Each year, the Global Justice Academy runs a photography competition as part of Edinburgh College of Art’s MA Photography degree programme. The 2018 competition was run in conjunction with the ERC Greyzone Project and its Summer School, ‘Navigating the Grey Zone: Complicity, Resistance, and Solidarity’. This post is the first in a short series of three, where we introduce this year’s winners, their images, and the stories behind their submissions
Series Winner: Keris Heading, ‘Hungry?’.
Q: What inspired your competition entry?
Working in a supermarket, I noticed the vast amounts of food that is wasted and thrown away, which encouraged me to research more about the exact figures of food wastage in large countries like the UK and US. The figures were astonishing. World hunger is a concept many people, or perhaps everyone, is familiar with, but perhaps it is the injustice in the distribution and usage of food that needs more attention.
About Keris
Keris Heading was born in Belfast, Northern Ireland in 1997. After having went through school in Belfast, she came to Edinburgh College of Art to study a bachelor’s degree in Photography in 2016. Working on various jobs on the side including event photography, shooting music gigs and festivals, shoots for online platforms, and collaborations with graphics and fashion design students.
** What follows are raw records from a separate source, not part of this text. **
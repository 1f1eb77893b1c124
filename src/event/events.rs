use crate::element::ContainerId;
use crate::field::{FieldKey, FieldOwner, FieldValue};

/// Change notifications broadcast by a surface.
#[derive(Debug, Clone, PartialEq)]
pub enum EditorEvent {
    ElementsAdded(Vec<ContainerId>),
    ElementsRemoved(Vec<ContainerId>),
    FieldChanged {
        owner: FieldOwner,
        key: FieldKey,
        value: FieldValue,
    },
    /// The ids selected after the change
    SelectionChanged(Vec<ContainerId>),
    BackgroundChanged {
        width: u32,
        height: u32,
    },
    /// The surface now differs from what was last saved or exported
    Modified,
}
Her mode of working has developed over the first part of her degree, heavily employing the use of Photoshop and editing software to transform her photography into new digital compositions. Layering photographs, drawings, and found images; achieving these images perhaps unattainable through conventional photography methods. Having previously focused a lot of her work in fashion design itself, she hopes to move her photography into the fashion and editorial market, aiming to produce work for magazines and online platforms. Working a lot with internet-based work, she wants to explore and encourage the crossover between Internet Art and the fashion industry in producing a more inspired and inclusive global fashion network.